We ripped it out and embedded the eBPF sensor directly in our Go agent using cilium/ebpf.

What we trace

We hook 22 syscalls across five categories:

Category	Syscalls	What we catch
Process execution	`execve`, `execveat`	Shells, exploit toolkits, crypto miners
File access	`openat`, `unlinkat`, `memfd_create`	Reads of /etc/shadow, log deletion, fileless payloads
Network	`connect`, `listen`, `accept4`	C2 callbacks, cloud metadata grabs, rogue listeners
Container escape	`ptrace`, `mount`, `setns`, `unshare`, `init_module`, `finit_module`	Namespace tricks, host filesystem mounts, module loading
Privilege escalation	`chmod`, `fchmodat`, `capset`	Setuid flips, capability changes

Each tracepoint handler writes a fixed 304-byte struct into a 2MB ring buffer.

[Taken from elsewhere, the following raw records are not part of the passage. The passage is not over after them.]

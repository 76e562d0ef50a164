//! Check results and error reporting

use serde::{Deserialize, Serialize};
use std::path::PathBuf;
use thiserror::Error;

pub type CoreResult<T> = Result<T, LintError>;

/// Outcome of a single lint check.
///
/// Each list keeps messages in the order the check produced them. A check
/// that could not find its input only populates `ignored`.
#[derive(Debug, Clone, Default, PartialEq, Eq, Serialize, Deserialize)]
pub struct LintResult {
    #[serde(default, skip_serializing_if = "Vec::is_empty")]
    pub passed: Vec<String>,
    #[serde(default, skip_serializing_if = "Vec::is_empty")]
    pub failed: Vec<String>,
    #[serde(default, skip_serializing_if = "Vec::is_empty")]
    pub ignored: Vec<String>,
}

impl LintResult {
    /// Result holding a single ignored message and nothing else
    pub fn ignored(message: impl Into<String>) -> Self {
        Self {
            ignored: vec![message.into()],
            ..Self::default()
        }
    }

    /// Result holding a single failure and nothing else
    pub fn failed(message: impl Into<String>) -> Self {
        Self {
            failed: vec![message.into()],
            ..Self::default()
        }
    }

    pub fn pass(&mut self, message: impl Into<String>) {
        self.passed.push(message.into());
    }

    pub fn fail(&mut self, message: impl Into<String>) {
        self.failed.push(message.into());
    }

    pub fn is_empty(&self) -> bool {
        self.passed.is_empty() && self.failed.is_empty() && self.ignored.is_empty()
    }
}

/// Result of one named check inside a pipeline run
#[derive(Debug, Clone, PartialEq, Eq, Serialize, Deserialize)]
pub struct CheckReport {
    pub check: String,
    #[serde(flatten)]
    pub result: LintResult,
}

/// All check results for one pipeline directory
#[derive(Debug, Clone, PartialEq, Eq, Serialize, Deserialize)]
pub struct PipelineReport {
    pub wf_path: PathBuf,
    pub pipeline_name: String,
    pub checks: Vec<CheckReport>,
    /// Checks switched off with `<check>: false` in the lint config
    #[serde(default, skip_serializing_if = "Vec::is_empty")]
    pub disabled: Vec<String>,
}

impl PipelineReport {
    pub fn passed_count(&self) -> usize {
        self.checks.iter().map(|c| c.result.passed.len()).sum()
    }

    pub fn failed_count(&self) -> usize {
        self.checks.iter().map(|c| c.result.failed.len()).sum()
    }

    pub fn ignored_count(&self) -> usize {
        self.checks.iter().map(|c| c.result.ignored.len()).sum()
    }

    pub fn has_failures(&self) -> bool {
        self.failed_count() > 0
    }
}

/// Linter errors
#[derive(Error, Debug)]
pub enum LintError {
    #[error("Failed to read file: {path}")]
    FileRead {
        path: PathBuf,
        #[source]
        source: std::io::Error,
    },

    #[error("Failed to parse YAML in {path}: {source}")]
    YamlParse {
        path: PathBuf,
        #[source]
        source: serde_yaml::Error,
    },

    #[error("Invalid lint configuration in {path}: {message}")]
    ConfigParse { path: PathBuf, message: String },
}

The struct uses a C union for the syscall-specific payload (file path, network address, or process metadata), so every event is identical in size regardless of type. This keeps the ring buffer math simple and avoids variable-length parsing on the hot path.

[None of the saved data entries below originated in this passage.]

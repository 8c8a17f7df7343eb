use bayes_search::{
    revise, SearchState, AreaBounds, DEFAULT_PRIORS, MAX_EFFECTIVENESS, MIN_EFFECTIVENESS,
    NUM_AREAS, SEARCH_AREAS,
};
use proptest::prelude::*;
use rand::{rngs::SmallRng, SeedableRng};
use std::collections::HashSet;

/// Three non-negative weights normalised into priors.
fn priors_strategy() -> impl Strategy<Value = [f64; NUM_AREAS]> {
    (0.01f64..1.0, 0.01f64..1.0, 0.01f64..1.0).prop_map(|(a, b, c)| {
        let total = a + b + c;
        [a / total, b / total, c / total]
    })
}

/// Priors with one or two areas at exactly zero.
fn zero_priors_strategy() -> impl Strategy<Value = [f64; NUM_AREAS]> {
    prop_oneof![
        Just([1.0, 0.0, 0.0]),
        Just([0.0, 1.0, 0.0]),
        Just([0.0, 0.0, 1.0]),
        Just([0.0, 0.5, 0.5]),
        Just([0.5, 0.0, 0.5]),
        Just([0.25, 0.75, 0.0]),
    ]
}

proptest! {
    #![proptest_config(ProptestConfig::with_cases(64))]

    #[test]
    fn zero_priors_stay_zero_and_normalised(
        seed in any::<u64>(),
        priors in zero_priors_strategy(),
        rounds in 1usize..60,
    ) {
        let mut rng = SmallRng::seed_from_u64(seed);
        let mut state = SearchState::new(&SEARCH_AREAS, &priors).unwrap();
        state.place_target(&mut rng, NUM_AREAS).unwrap();
        for _ in 0..rounds {
            state.draw_search_effectiveness(&mut rng).unwrap();
            let revised = state.revise_priors().unwrap();
            prop_assert!((revised.iter().sum::<f64>() - 1.0).abs() < 1e-9);
            for i in 0..NUM_AREAS {
                if priors[i] == 0.0 {
                    prop_assert_eq!(revised[i], 0.0);
                } else {
                    prop_assert!(revised[i] > 0.0);
                }
            }
        }
    }

    #[test]
    fn priors_stay_normalised_over_rounds(
        seed in any::<u64>(),
        priors in priors_strategy(),
        rounds in 1usize..60,
    ) {
        let mut rng = SmallRng::seed_from_u64(seed);
        let mut state = SearchState::new(&SEARCH_AREAS, &priors).unwrap();
        state.place_target(&mut rng, NUM_AREAS).unwrap();
        for _ in 0..rounds {
            let eff = state.draw_search_effectiveness(&mut rng).unwrap();
            for e in eff {
                prop_assert!((MIN_EFFECTIVENESS..=MAX_EFFECTIVENESS).contains(&e));
            }
            let revised = state.revise_priors().unwrap();
            prop_assert!((revised.iter().sum::<f64>() - 1.0).abs() < 1e-9);
            prop_assert!(revised.iter().all(|p| (0.0..=1.0).contains(p)));
        }
    }

    #[test]
    fn revision_matches_bayes_rule(
        priors in priors_strategy(),
        e1 in 0.0f64..0.99,
        e2 in 0.0f64..0.99,
        e3 in 0.0f64..0.99,
    ) {
        let eff = [e1, e2, e3];
        let revised = revise(&priors, &eff).unwrap();
        let denom: f64 = (0..NUM_AREAS).map(|i| priors[i] * (1.0 - eff[i])).sum();
        for i in 0..NUM_AREAS {
            prop_assert!((revised[i] - priors[i] * (1.0 - eff[i]) / denom).abs() < 1e-12);
        }
    }

    #[test]
    fn placement_stays_in_bounds(seed in any::<u64>(), num_areas in 1usize..=NUM_AREAS) {
        let mut rng = SmallRng::seed_from_u64(seed);
        let mut state = SearchState::new(&SEARCH_AREAS, &DEFAULT_PRIORS).unwrap();
        let target = state.place_target(&mut rng, num_areas).unwrap();
        prop_assert!((1..=num_areas).contains(&target.area));
        prop_assert!(SEARCH_AREAS[0].contains(target.local));
    }

    #[test]
    fn searched_cells_are_distinct_and_sized(
        seed in any::<u64>(),
        width in 1usize..40,
        height in 1usize..40,
        effectiveness in 0.0f64..=1.0,
    ) {
        let grid = AreaBounds::grid(width, height);
        let mut rng = SmallRng::seed_from_u64(seed);
        let mut state = SearchState::new(&[grid, grid, grid], &DEFAULT_PRIORS).unwrap();
        state.place_target(&mut rng, NUM_AREAS).unwrap();
        state.set_search_effectiveness([effectiveness; NUM_AREAS]).unwrap();
        let outcome = state.conduct_search(&mut rng, 2).unwrap();
        let expected = ((width * height) as f64 * effectiveness) as usize;
        prop_assert_eq!(outcome.searched_cells.len(), expected);
        let unique: HashSet<_> = outcome.searched_cells.iter().copied().collect();
        prop_assert_eq!(unique.len(), expected);
        prop_assert!(outcome.searched_cells.iter().all(|&c| grid.contains(c)));
    }

    #[test]
    fn full_coverage_finds_and_empty_coverage_misses(seed in any::<u64>()) {
        let mut rng = SmallRng::seed_from_u64(seed);
        let mut state = SearchState::new(&SEARCH_AREAS, &DEFAULT_PRIORS).unwrap();
        let target = state.place_target(&mut rng, NUM_AREAS).unwrap();

        state.set_search_effectiveness([1.0; NUM_AREAS]).unwrap();
        prop_assert!(state.conduct_search(&mut rng, target.area).unwrap().found);

        state.set_search_effectiveness([0.0; NUM_AREAS]).unwrap();
        for area in 1..=NUM_AREAS {
            let outcome = state.conduct_search(&mut rng, area).unwrap();
            prop_assert!(!outcome.found);
            prop_assert!(outcome.searched_cells.is_empty());
        }
    }
}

Filtering where it matters: in the kernel

This was the single best decision we made. Instead of sending every syscall event to userspace and filtering there, we filter inside the BPF program using two maps:

monitored_syscalls: a hash map of syscall numbers that active policies actually care about. If nobody has a network policy enabled, connect and listen events never leave the kernel. When a customer toggles policies on or off, we update this map and the change takes effect on the next syscall.

container_cgroups: a fast lookup by cgroup ID to decide whether a process belongs to a monitored container. For runtimes we haven't populated the map for, we fall back to checking PID namespace depth (task->nsproxy->pid_ns_for_children->level > 0). Containers always have level > 0; host processes sit at level 0. This works across Docker, containerd, and CRI-O without any userspace coordination.

The payoff: overhead scales with the number of policies you enable, not the number of syscalls we could theoretically trace.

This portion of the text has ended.